=== WHAT THE TASK REQUIRES ===
Beginning with the very first line, please reproduce the entries exactly through the line containing "capability and calls".

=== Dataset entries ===
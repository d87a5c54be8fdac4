//! Predicate evaluation over records and accumulated windows.
//!
//! The grouping processor does not interpret conditions itself; it is handed
//! a [`Predicate`] capability and calls it at three points: the `where` guard
//! (one raw record), and the `trigger` / `having` conditions (the full member
//! slice of a window). [`FilterExpr`] is the expression tree shipped with the
//! crate: field comparisons, regex matches, tag checks, member-count
//! thresholds, and boolean combinators.
//!
//! Expression trees are immutable after construction; sharing one between
//! cloned processors through an `Arc` has value semantics.

use super::error::{CorrelationError, CorrelationResult};
use super::types::{FieldValue, Record, SharedRecord};
use regex::Regex;
use serde::{Deserialize, Serialize};
use std::cmp::Ordering;
use std::fmt;

/// A condition the grouping processor can evaluate.
///
/// `evaluate_record` sees exactly one raw record (the `where` guard);
/// `evaluate_context` sees the ordered member slice of a window (`trigger`
/// and `having`). Implementations must be pure: no side effects, no
/// dependence on anything but the inputs.
pub trait Predicate: Send + Sync + fmt::Debug {
    /// Evaluate against one record that is not (yet) part of any window.
    fn evaluate_record(&self, record: &Record) -> CorrelationResult<bool>;

    /// Evaluate against the accumulated members of a window, oldest first.
    fn evaluate_context(&self, members: &[SharedRecord]) -> CorrelationResult<bool>;
}

/// Comparison operators for [`FilterExpr::Compare`].
#[derive(Debug, Clone, Copy, PartialEq, Eq, Serialize, Deserialize)]
#[serde(rename_all = "lowercase")]
pub enum CompareOp {
    Eq,
    Ne,
    Lt,
    Le,
    Gt,
    Ge,
}

impl fmt::Display for CompareOp {
    fn fmt(&self, f: &mut fmt::Formatter<'_>) -> fmt::Result {
        let symbol = match self {
            CompareOp::Eq => "==",
            CompareOp::Ne => "!=",
            CompareOp::Lt => "<",
            CompareOp::Le => "<=",
            CompareOp::Gt => ">",
            CompareOp::Ge => ">=",
        };
        write!(f, "{}", symbol)
    }
}

impl CompareOp {
    fn holds(self, ordering: Ordering) -> bool {
        match self {
            CompareOp::Eq => ordering == Ordering::Equal,
            CompareOp::Ne => ordering != Ordering::Equal,
            CompareOp::Lt => ordering == Ordering::Less,
            CompareOp::Le => ordering != Ordering::Greater,
            CompareOp::Gt => ordering == Ordering::Greater,
            CompareOp::Ge => ordering != Ordering::Less,
        }
    }
}

/// The expression tree shipped with the crate.
///
/// Field references resolve against the newest record in scope: for the
/// `where` guard that is the record itself, for `trigger`/`having` it is the
/// most recently appended member. A reference to a missing field makes the
/// node evaluate to false rather than erroring, matching how unset values
/// behave in templates.
#[derive(Debug, Clone)]
pub enum FilterExpr {
    /// Compare a field against a literal value.
    Compare {
        field: String,
        op: CompareOp,
        value: FieldValue,
    },
    /// Match a field's rendered text against a regular expression.
    Matches { field: String, pattern: Regex },
    /// True when the newest record carries the tag.
    HasTag(String),
    /// True when the window holds at least `n` members (a lone record counts
    /// as one).
    CountAtLeast(usize),
    /// All sub-expressions true. Empty is true.
    And(Vec<FilterExpr>),
    /// Any sub-expression true. Empty is false.
    Or(Vec<FilterExpr>),
    /// Negation.
    Not(Box<FilterExpr>),
}

impl FilterExpr {
    /// Build a regex-match expression, validating the pattern up front.
    pub fn matches(field: impl Into<String>, pattern: &str) -> CorrelationResult<FilterExpr> {
        let compiled = Regex::new(pattern).map_err(|e| {
            CorrelationError::configuration(
                format!("invalid regex '{}': {}", pattern, e),
                Some("matches"),
            )
        })?;
        Ok(FilterExpr::Matches {
            field: field.into(),
            pattern: compiled,
        })
    }

    /// Build a field comparison.
    pub fn compare(field: impl Into<String>, op: CompareOp, value: FieldValue) -> FilterExpr {
        FilterExpr::Compare {
            field: field.into(),
            op,
            value,
        }
    }

    fn eval(&self, newest: &Record, count: usize) -> CorrelationResult<bool> {
        match self {
            FilterExpr::Compare { field, op, value } => {
                let Some(actual) = newest.get_field(field) else {
                    return Ok(false);
                };
                let ordering = compare_values(actual, value).ok_or_else(|| {
                    CorrelationError::evaluation(
                        format!(
                            "cannot compare {} to {}",
                            actual.type_name(),
                            value.type_name()
                        ),
                        Some(format!("{} {} {}", field, op, value)),
                    )
                })?;
                Ok(op.holds(ordering))
            }
            FilterExpr::Matches { field, pattern } => match newest.get_field(field) {
                Some(value) => Ok(pattern.is_match(&value.render())),
                None => Ok(false),
            },
            FilterExpr::HasTag(tag) => Ok(newest.has_tag(tag)),
            FilterExpr::CountAtLeast(n) => Ok(count >= *n),
            FilterExpr::And(exprs) => {
                for expr in exprs {
                    if !expr.eval(newest, count)? {
                        return Ok(false);
                    }
                }
                Ok(true)
            }
            FilterExpr::Or(exprs) => {
                for expr in exprs {
                    if expr.eval(newest, count)? {
                        return Ok(true);
                    }
                }
                Ok(false)
            }
            FilterExpr::Not(expr) => Ok(!expr.eval(newest, count)?),
        }
    }
}

impl Predicate for FilterExpr {
    fn evaluate_record(&self, record: &Record) -> CorrelationResult<bool> {
        self.eval(record, 1)
    }

    fn evaluate_context(&self, members: &[SharedRecord]) -> CorrelationResult<bool> {
        match members.last() {
            Some(newest) => self.eval(newest.as_record(), members.len()),
            None => Err(CorrelationError::evaluation(
                "cannot evaluate against an empty window",
                None,
            )),
        }
    }
}

/// Ordering between two field values, with Integer/Float cross-coercion.
/// `None` means the types are incomparable.
fn compare_values(left: &FieldValue, right: &FieldValue) -> Option<Ordering> {
    match (left, right) {
        (FieldValue::Integer(a), FieldValue::Integer(b)) => Some(a.cmp(b)),
        (FieldValue::Float(a), FieldValue::Float(b)) => a.partial_cmp(b),
        (FieldValue::Integer(a), FieldValue::Float(b)) => (*a as f64).partial_cmp(b),
        (FieldValue::Float(a), FieldValue::Integer(b)) => a.partial_cmp(&(*b as f64)),
        (FieldValue::String(a), FieldValue::String(b)) => Some(a.cmp(b)),
        (FieldValue::Boolean(a), FieldValue::Boolean(b)) => Some(a.cmp(b)),
        (FieldValue::Timestamp(a), FieldValue::Timestamp(b)) => Some(a.cmp(b)),
        (FieldValue::Null, FieldValue::Null) => Some(Ordering::Equal),
        _ => None,
    }
}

=== OUTPUT OF THE TASK ===
repository d87a5c54be8fdac4
//! Predicate evaluation over records and accumulated windows.
//!
//! The grouping processor does not interpret conditions itself; it is handed
//! a [`Predicate`] capability and calls it at three points: the `where` guard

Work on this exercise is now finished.